Last updated 22 Jun 2004 by Vampire-
The main point is to allow clients to log in to a service bot (i.e., X) *before* being announced to the network. Otherwise, a combination of a malicious user, /ISON, /USERIP and low latency can reveal it's real host/IP before he gets a chance to log in and set himself +x
The PASS command now has the following syntax:
PASS <I-line password> OR PASS /[bot/]<username>/<password>
If the client sends such a password message, after sending NICK, USER and PONG, it's username/passphrase are sent to the specified bot for validation, while holding the client in the 'registration' state. If the authentication succeeds, the client's account and umode +x are set, after which he is introduced to the network, continuing the regular connect phase. If authentication fails (or the bot is not on the network), the user is given a chance to retry (he can do this by sending another PASS command), or to disconnect from the server. If he wishes to connect without a hidden hostmask, he can send a PASS command with no parameters.
The ACCOUNT message now has the following syntax: Auth check:
<client's server numeric> AC <bot's numeric> C <request-id> <username> :<passphrase>
Servers send this message to request a service bot to authenticate the client. <request-id> is not processed neither by the servers along the way nor the service bot. Currently this is:
'.' <fd> '.' <cookie>
The inital '.' makes sure that the ID is not a valid integer, which is part of the hack required to support old-style ACCOUNT messages. The cookie is used to validate replies, since the user might disconnect and the fd be reused before the reply comes back from the service. Hubs propagate this message as-is towards the service bot, not unlike PRIVMSG.

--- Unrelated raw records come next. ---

//! Reference tables: curated ranges, disease associations, enterotype
//! centroids and the core-genus ordering.
//!
//! Each table is loaded from the path in `ReferencesConfig` or falls back to
//! the built-in copy. Loaded tables are validated before any sample is scored.

use crate::config::ReferencesConfig;
use crate::defaults::default_references;
use crate::types::*;
use crate::{Error, Result};
use serde::{Deserialize, Serialize};
use std::collections::HashSet;
use std::path::Path;

fn default_version() -> String {
    "unversioned".into()
}

/// On-disk reference-range table
#[derive(Clone, Debug, Serialize, Deserialize, PartialEq)]
pub struct RangeTable {
    #[serde(default = "default_version")]
    pub version: String,
    pub taxa: Vec<ReferenceRange>,
}

/// On-disk disease-association table
#[derive(Clone, Debug, Serialize, Deserialize, PartialEq)]
pub struct DiseaseTable {
    #[serde(default = "default_version")]
    pub version: String,
    pub diseases: Vec<DiseaseProfile>,
}

/// On-disk enterotype centroid table
#[derive(Clone, Debug, Serialize, Deserialize, PartialEq)]
pub struct EnterotypeTable {
    #[serde(default = "default_version")]
    pub version: String,
    /// Feature genera spanning the clustering space, in order
    pub genera: Vec<String>,
    pub centroids: Vec<EnterotypeCentroid>,
}

/// Versions of the reference tables a result was computed against
#[derive(Clone, Debug, Serialize, Deserialize, PartialEq)]
pub struct ReferenceVersions {
    pub ranges: String,
    pub diseases: String,
    pub enterotypes: String,
    pub core_genera: String,
}

/// Every reference table the engine needs, read-only after load
#[derive(Clone, Debug)]
pub struct ReferenceData {
    ranges: RangeTable,
    diseases: DiseaseTable,
    enterotypes: EnterotypeTable,
    core_genera: Vec<String>,
    core_genera_version: String,
}

impl ReferenceData {
    pub fn from_parts(
        ranges: RangeTable,
        diseases: DiseaseTable,
        enterotypes: EnterotypeTable,
        core_genera: Vec<String>,
        core_genera_version: String,
    ) -> Self {
        Self {
            ranges,
            diseases,
            enterotypes,
            core_genera,
            core_genera_version,
        }
    }

    /// Load every table named in `config`, using built-ins for the rest
    ///
    /// Returns `Error::Reference` when a loaded table fails validation.
    pub fn load(config: &ReferencesConfig) -> Result<Self> {
        let builtin = default_references();

        let ranges = match &config.ranges {
            Some(path) => load_json::<RangeTable>(path)?,
            None => builtin.ranges.clone(),
        };
        let diseases = match &config.diseases {
            Some(path) => load_json::<DiseaseTable>(path)?,
            None => builtin.diseases.clone(),
        };
        let enterotypes = match &config.enterotypes {
            Some(path) => load_json::<EnterotypeTable>(path)?,
            None => builtin.enterotypes.clone(),
        };
        let (core_genera, core_genera_version) = match &config.core_genera {
            Some(path) => load_core_genera(path)?,
            None => (builtin.core_genera.clone(), builtin.core_genera_version.clone()),
        };

        let data = Self::from_parts(ranges, diseases, enterotypes, core_genera, core_genera_version);

        data.ensure_valid()?;
        for warning in data.count_warnings() {
            tracing::warn!("{}", warning);
        }

        tracing::info!(
            "Loaded references: {} ranges, {} diseases, {} core genera",
            data.ranges.taxa.len(),
            data.diseases.diseases.len(),
            data.core_genera.len()
        );
        Ok(data)
    }

    /// Range for a curated taxon
    pub fn range(&self, taxon: &str) -> Option<&ReferenceRange> {
        self.ranges.taxa.iter().find(|r| r.taxon == taxon)
    }

    pub fn ranges(&self) -> &[ReferenceRange] {
        &self.ranges.taxa
    }

    /// Curated taxa of one category, in table order
    pub fn curated(&self, category: TaxonCategory) -> impl Iterator<Item = &ReferenceRange> {
        self.ranges.taxa.iter().filter(move |r| r.category == category)
    }

    pub fn disease(&self, name: &str) -> Option<&DiseaseProfile> {
        self.diseases.diseases.iter().find(|d| d.name == name)
    }

    pub fn diseases(&self) -> &[DiseaseProfile] {
        &self.diseases.diseases
    }

    pub fn enterotype_genera(&self) -> &[String] {
        &self.enterotypes.genera
    }

    pub fn centroids(&self) -> &[EnterotypeCentroid] {
        &self.enterotypes.centroids
    }

    pub fn centroid(&self, label: Enterotype) -> Option<&EnterotypeCentroid> {
        self.enterotypes.centroids.iter().find(|c| c.label == label)
    }

    pub fn core_genera(&self) -> &[String] {
        &self.core_genera
    }

    pub fn versions(&self) -> ReferenceVersions {
        ReferenceVersions {
            ranges: self.ranges.version.clone(),
            diseases: self.diseases.version.clone(),
            enterotypes: self.enterotypes.version.clone(),
            core_genera: self.core_genera_version.clone(),
        }
    }

    /// `validate()` as a `Result`, joining every problem into one error
    pub fn ensure_valid(&self) -> Result<()> {
        let problems = self.validate();
        if problems.is_empty() {
            Ok(())
        } else {
            Err(Error::Reference(problems.join("; ")))
        }
    }

    /// Validate the tables, returning every problem found (empty = valid)
    pub fn validate(&self) -> Vec<String> {
        let mut errors = Vec::new();

        let mut seen = HashSet::new();
        for r in &self.ranges.taxa {
            if r.taxon.is_empty() {
                errors.push("Reference range has empty taxon".to_string());
                continue;
            }
            if !seen.insert(r.taxon.as_str()) {
                errors.push(format!("Duplicate reference range for '{}'", r.taxon));
            }
            let finite = r.minimum.is_finite() && r.maximum.is_finite() && r.optimal.is_finite();
            if !finite || r.minimum < 0.0 || r.maximum > 1.0 {
                errors.push(format!(
                    "Range for '{}' must lie within [0, 1] (got {}..{})",
                    r.taxon, r.minimum, r.maximum
                ));
            } else if r.minimum > r.maximum {
                errors.push(format!(
                    "Range for '{}' has minimum {} above maximum {}",
                    r.taxon, r.minimum, r.maximum
                ));
            } else if r.optimal < r.minimum || r.optimal > r.maximum {
                errors.push(format!(
                    "Range for '{}' has optimal {} outside {}..{}",
                    r.taxon, r.optimal, r.minimum, r.maximum
                ));
            }
        }

        let mut seen = HashSet::new();
        for d in &self.diseases.diseases {
            if d.name.is_empty() {
                errors.push("Disease profile has empty name".to_string());
                continue;
            }
            if !seen.insert(d.name.as_str()) {
                errors.push(format!("Duplicate disease profile '{}'", d.name));
            }
            if d.associations.is_empty() {
                errors.push(format!("Disease '{}' has no associations", d.name));
            }
            if !(d.normalization_constant.is_finite() && d.normalization_constant > 0.0) {
                errors.push(format!(
                    "Disease '{}' has non-positive normalization constant {}",
                    d.name, d.normalization_constant
                ));
            }
            let t = d.tiers;
            if !(0.0 <= t.medium && t.medium <= t.high && t.high <= 100.0) {
                errors.push(format!(
                    "Disease '{}' tiers must satisfy 0 <= medium <= high <= 100 (got {}, {})",
                    d.name, t.medium, t.high
                ));
            }
            for a in &d.associations {
                if a.taxon.is_empty() {
                    errors.push(format!("Disease '{}' has an association with empty taxon", d.name));
                }
                if !(a.weight.is_finite() && a.weight >= 0.0) {
                    errors.push(format!(
                        "Disease '{}' association '{}' has invalid weight {}",
                        d.name, a.taxon, a.weight
                    ));
                }
            }
        }

        let genera: HashSet<&str> = self.enterotypes.genera.iter().map(String::as_str).collect();
        if genera.is_empty() {
            errors.push("Enterotype table has no feature genera".to_string());
        }
        if genera.len() != self.enterotypes.genera.len() {
            errors.push("Enterotype table lists a feature genus twice".to_string());
        }
        for label in [
            Enterotype::BacteroidesDominant,
            Enterotype::PrevotellaDominant,
            Enterotype::RuminococcusDominant,
        ] {
            let count = self.enterotypes.centroids.iter().filter(|c| c.label == label).count();
            if count != 1 {
                errors.push(format!(
                    "Enterotype table needs exactly one '{}' centroid (found {})",
                    label, count
                ));
            }
        }
        for c in &self.enterotypes.centroids {
            if !genera.contains(c.dominant_genus.as_str()) {
                errors.push(format!(
                    "Centroid '{}' dominant genus '{}' is not a feature genus",
                    c.label, c.dominant_genus
                ));
            }
            for (genus, value) in &c.profile {
                if !genera.contains(genus.as_str()) {
                    errors.push(format!(
                        "Centroid '{}' references unknown genus '{}'",
                        c.label, genus
                    ));
                }
                if !(value.is_finite() && *value >= 0.0) {
                    errors.push(format!(
                        "Centroid '{}' has invalid value {} for '{}'",
                        c.label, value, genus
                    ));
                }
            }
        }

        if self.core_genera.is_empty() {
            errors.push("Core genus list is empty".to_string());
        }
        let mut seen = HashSet::new();
        for genus in &self.core_genera {
            if !seen.insert(genus.as_str()) {
                errors.push(format!("Core genus '{}' listed twice", genus));
            }
        }

        errors
    }

    /// Count mismatches against the curated table sizes; not fatal
    pub fn count_warnings(&self) -> Vec<String> {
        let expected = [
            ("beneficial taxa", self.curated(TaxonCategory::Beneficial).count(), 13),
            ("conditional taxa", self.curated(TaxonCategory::Conditional).count(), 15),
            ("harmful taxa", self.curated(TaxonCategory::Harmful).count(), 15),
            ("disease profiles", self.diseases.diseases.len(), 14),
            ("core genera", self.core_genera.len(), 39),
        ];

        expected
            .iter()
            .filter(|(_, found, want)| found != want)
            .map(|(what, found, want)| format!("Expected {} {}, found {}", want, what, found))
            .collect()
    }

    /// Write every table to `dir` in its on-disk format
    pub fn export_to(&self, dir: &Path) -> Result<()> {
        std::fs::create_dir_all(dir)?;

        std::fs::write(dir.join("ranges.json"), serde_json::to_string_pretty(&self.ranges)?)?;
        std::fs::write(dir.join("diseases.json"), serde_json::to_string_pretty(&self.diseases)?)?;
        std::fs::write(
            dir.join("enterotypes.json"),
            serde_json::to_string_pretty(&self.enterotypes)?,
        )?;

        let mut genera = format!("# core genera, version {}\n", self.core_genera_version);
        for genus in &self.core_genera {
            genera.push_str(genus);
            genera.push('\n');
        }
        std::fs::write(dir.join("core_genera.txt"), genera)?;

        tracing::info!("Exported reference tables to {:?}", dir);
        Ok(())
    }
}

fn load_json<T: serde::de::DeserializeOwned>(path: &Path) -> Result<T> {
    let contents = std::fs::read_to_string(path)
        .map_err(|e| Error::Reference(format!("cannot read {:?}: {}", path, e)))?;
    serde_json::from_str(&contents)
        .map_err(|e| Error::Reference(format!("malformed table {:?}: {}", path, e)))
}

/// Read a core-genus ordering: one genus per line, `#` comments
///
/// The version is taken from a `# ... version <tag>` header when present,
/// otherwise from the file name.
fn load_core_genera(path: &Path) -> Result<(Vec<String>, String)> {
    let contents = std::fs::read_to_string(path)
        .map_err(|e| Error::Reference(format!("cannot read {:?}: {}", path, e)))?;

    let mut version = None;
    let mut genera = Vec::new();
    for line in contents.lines() {
        let line = line.trim();
        if let Some(comment) = line.strip_prefix('#') {
            if let Some((_, tag)) = comment.split_once("version") {
                version.get_or_insert_with(|| tag.trim().to_string());
            }
            continue;
        }
        if !line.is_empty() {
            genera.push(line.to_string());
        }
    }

    let version = version.unwrap_or_else(|| {
        path.file_name()
            .map(|n| n.to_string_lossy().into_owned())
            .unwrap_or_else(default_version)
    });
    Ok((genera, version))
}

<bot's server numeric> AC <client's server numeric> A|D <request-id>
Service bots send this in reply to an 'auth check' message from a server. “A” stands for “accepted”, “D” for “denied”. Again, hubs will have to proagate this message back to the client's server.
<bot's server numeric> AC <client numeric> R <account> [<timestamp>]
This is the current message used by service bots to announce the network that a user has logged in. The old format is still supported:
<bot's server numeric> AC <client numeric> <account> [<timestamp>]
A new feature, FEAT_LOGIN_ON_CONNECT (default FALSE) will specify whether ircu will honour the login scheme as specified above for the PASS command. ircu will route ACCOUNT messages anyway, regardless of this feature's value.